What is required:
Using the material that follows, identify and copy each line with the string "AudienceService".

Data provided:
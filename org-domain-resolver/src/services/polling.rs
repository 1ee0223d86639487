//! Deadline-bounded polling until a host resolves.
//!
//! Policy near the deadline: the first probe runs immediately, later probes run
//! one poll interval apart. A wait that would cross the deadline is cut short to
//! end exactly on it, and no probe is started once the deadline has been
//! reached. A probe still in flight at the deadline is abandoned.
//!
//! The engine moves from idle to polling, then ends resolved or timed out.
//! Only the outcome is reported: an address, or [`ResolveError::Timeout`].

use std::sync::Arc;
use std::time::Duration;

use tokio::time::{sleep_until, timeout_at, Instant};

use super::probe::HostProbe;
use crate::error::{ResolveError, ResolveResult};
use crate::types::{Resolution, ResolutionRequest, LOOPBACK_ADDRESS};

/// Stand-in deadline for timeouts too large to add to an `Instant`, about 30 years.
const FAR_FUTURE: Duration = Duration::from_secs(86_400 * 365 * 30);

/// Polls a [`HostProbe`] until the host resolves or the timeout elapses.
///
/// The resolver keeps no state between calls; every `resolve` starts its own
/// deadline clock, so concurrent calls for different hosts never interfere.
pub struct DomainResolver {
    request: ResolutionRequest,
    probe: Arc<dyn HostProbe>,
    loopback_markers: Vec<String>,
}

impl DomainResolver {
    #[must_use]
    pub fn new(request: ResolutionRequest, probe: Arc<dyn HostProbe>) -> Self {
        Self {
            request,
            probe,
            loopback_markers: Vec::new(),
        }
    }

    /// Hosts containing any of `markers` are answered with the loopback
    /// address instead of being probed.
    #[must_use]
    pub fn with_loopback_markers<I, S>(mut self, markers: I) -> Self
    where
        I: IntoIterator<Item = S>,
        S: Into<String>,
    {
        self.loopback_markers = markers.into_iter().map(Into::into).collect();
        self
    }

    pub fn request(&self) -> &ResolutionRequest {
        &self.request
    }

    fn is_loopback_host(&self) -> bool {
        let host = self.request.host();
        self.loopback_markers
            .iter()
            .any(|marker| host.contains(marker.as_str()))
    }

    /// Wait for the host to resolve.
    ///
    /// Returns [`Resolution::Skipped`] without probing when the timeout is zero.
    /// Fails with [`ResolveError::Timeout`] carrying the elapsed time and the
    /// last probe error once the deadline passes.
    pub async fn resolve(&self) -> ResolveResult<Resolution> {
        let host = self.request.host();

        if self.request.timeout().is_zero() {
            log::debug!("Resolution of {host} not required (timeout is zero)");
            return Ok(Resolution::Skipped);
        }
        if self.is_loopback_host() {
            log::debug!("{host} is a local host, answering {LOOPBACK_ADDRESS}");
            return Ok(Resolution::Resolved(LOOPBACK_ADDRESS.to_string()));
        }

        let started = Instant::now();
        let deadline = started
            .checked_add(self.request.timeout())
            .unwrap_or_else(|| started + FAR_FUTURE);
        let mut attempts: u32 = 0;
        let mut last_error = String::from("no probe completed");

        while Instant::now() < deadline {
            attempts += 1;
            log::debug!("Attempting to resolve host {host} (attempt {attempts})");

            match timeout_at(deadline, self.probe.probe(host)).await {
                Ok(Ok(address)) => {
                    log::debug!("Successfully resolved host {host} to {address}");
                    return Ok(Resolution::Resolved(address));
                }
                Ok(Err(e)) => {
                    log::debug!("Could not resolve {host} yet: {e}");
                    last_error = match e {
                        ResolveError::ProbeFailed { message, .. } => message,
                        other => other.to_string(),
                    };
                }
                Err(_) => {
                    last_error = "probe still running at the deadline".to_string();
                    break;
                }
            }

            let next_probe = Instant::now() + self.request.frequency();
            sleep_until(next_probe.min(deadline)).await;
        }

        // u128 -> u64: a resolution wait never approaches u64::MAX milliseconds
        #[allow(clippy::cast_possible_truncation)]
        let elapsed_ms = started.elapsed().as_millis() as u64;
        log::warn!(
            "Gave up on {host} after {elapsed_ms}ms and {attempts} attempt(s): {last_error}"
        );

        Err(ResolveError::Timeout {
            host: host.to_string(),
            elapsed_ms,
            last_error,
        })
    }

    /// CNAME chain of the host once it resolves.
    ///
    /// Any failure, including a timeout, yields an empty list.
    pub async fn cnames(&self) -> Vec<String> {
        let host = self.request.host();
        if let Err(e) = self.resolve().await {
            log::debug!("Skipping CNAME lookup for {host}: {e}");
            return Vec::new();
        }
        match self.probe.cnames(host).await {
            Ok(names) => names,
            Err(e) => {
                log::debug!("CNAME lookup for {host} failed: {e}");
                Vec::new()
            }
        }
    }
}
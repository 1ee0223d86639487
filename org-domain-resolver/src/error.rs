//! Unified error type definition

use serde::Serialize;
use thiserror::Error;

/// Resolver error type
#[derive(Error, Debug, Clone, PartialEq, Eq, Serialize)]
#[serde(tag = "code", content = "details")]
pub enum ResolveError {
    /// The host handed to the resolver is not usable
    #[error("Validation error: {0}")]
    ValidationError(String),

    /// A single probe did not produce an address.
    ///
    /// The polling engine retries these until the deadline and never returns
    /// one to its caller.
    #[error("Probe failed for {host}: {message}")]
    ProbeFailed { host: String, message: String },

    /// The deadline passed without a successful probe
    #[error("Timed out after {elapsed_ms}ms waiting for {host} to resolve: {last_error}")]
    Timeout {
        host: String,
        elapsed_ms: u64,
        last_error: String,
    },
}

impl ResolveError {
    /// Whether the failure is an ordinary outcome (slow DNS propagation, bad input)
    /// rather than a fault, used to pick the log level.
    #[must_use]
    pub fn is_expected(&self) -> bool {
        match self {
            Self::ValidationError(_) | Self::Timeout { .. } => true,
            Self::ProbeFailed { .. } => false,
        }
    }
}

/// Resolver Result type alias
pub type ResolveResult<T> = std::result::Result<T, ResolveError>;
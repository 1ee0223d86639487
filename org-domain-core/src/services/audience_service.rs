//! JWT audience selection

use std::sync::Arc;

use crate::error::CoreResult;
use crate::services::ServiceContext;
use crate::types::{
    AudienceLoginCandidate, CandidateSet, OrgUrl, PRODUCTION_LOGIN_URL, SANDBOX_LOGIN_URL,
};

/// JWT audience service
pub struct AudienceService {
    ctx: Arc<ServiceContext>,
}

impl AudienceService {
    #[must_use]
    pub fn new(ctx: Arc<ServiceContext>) -> Self {
        Self { ctx }
    }

    /// Audience for a JWT bearer assertion against `url`, honouring the
    /// environment override.
    pub fn jwt_audience_url(&self, url: &OrgUrl, instance_hint: Option<&str>) -> String {
        let config = self.ctx.config();
        url.jwt_audience_url(instance_hint, config.audience_url_override.as_deref())
    }

    /// Every (login, audience) pair worth trying, deduplicated by origin pair.
    ///
    /// Pairs mixing the production and sandbox login hosts are never produced.
    /// The order below is the order callers try them in.
    pub fn login_audience_candidates(
        audience_url: &str,
        login_url: &str,
    ) -> CoreResult<Vec<AudienceLoginCandidate>> {
        let pairs = [
            (login_url, login_url),
            (SANDBOX_LOGIN_URL, SANDBOX_LOGIN_URL),
            (PRODUCTION_LOGIN_URL, PRODUCTION_LOGIN_URL),
            (audience_url, audience_url),
            (login_url, audience_url),
            // non-standard sandbox hosts (gs0 and friends)
            (login_url, SANDBOX_LOGIN_URL),
            (login_url, PRODUCTION_LOGIN_URL),
            (SANDBOX_LOGIN_URL, login_url),
            (PRODUCTION_LOGIN_URL, login_url),
            (audience_url, PRODUCTION_LOGIN_URL),
            (audience_url, SANDBOX_LOGIN_URL),
        ];

        let mut set = CandidateSet::new();
        for (login, audience) in pairs {
            let candidate = AudienceLoginCandidate::new(login, audience)?;
            if candidate.is_between(PRODUCTION_LOGIN_URL, SANDBOX_LOGIN_URL)
                || candidate.is_between(SANDBOX_LOGIN_URL, PRODUCTION_LOGIN_URL)
            {
                continue;
            }
            set.insert(candidate);
        }
        log::debug!(
            "{} login/audience candidates for audience {audience_url} and login {login_url}",
            set.len()
        );
        Ok(set.into_vec())
    }
}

Exercise result:
pub struct AudienceService {
impl AudienceService {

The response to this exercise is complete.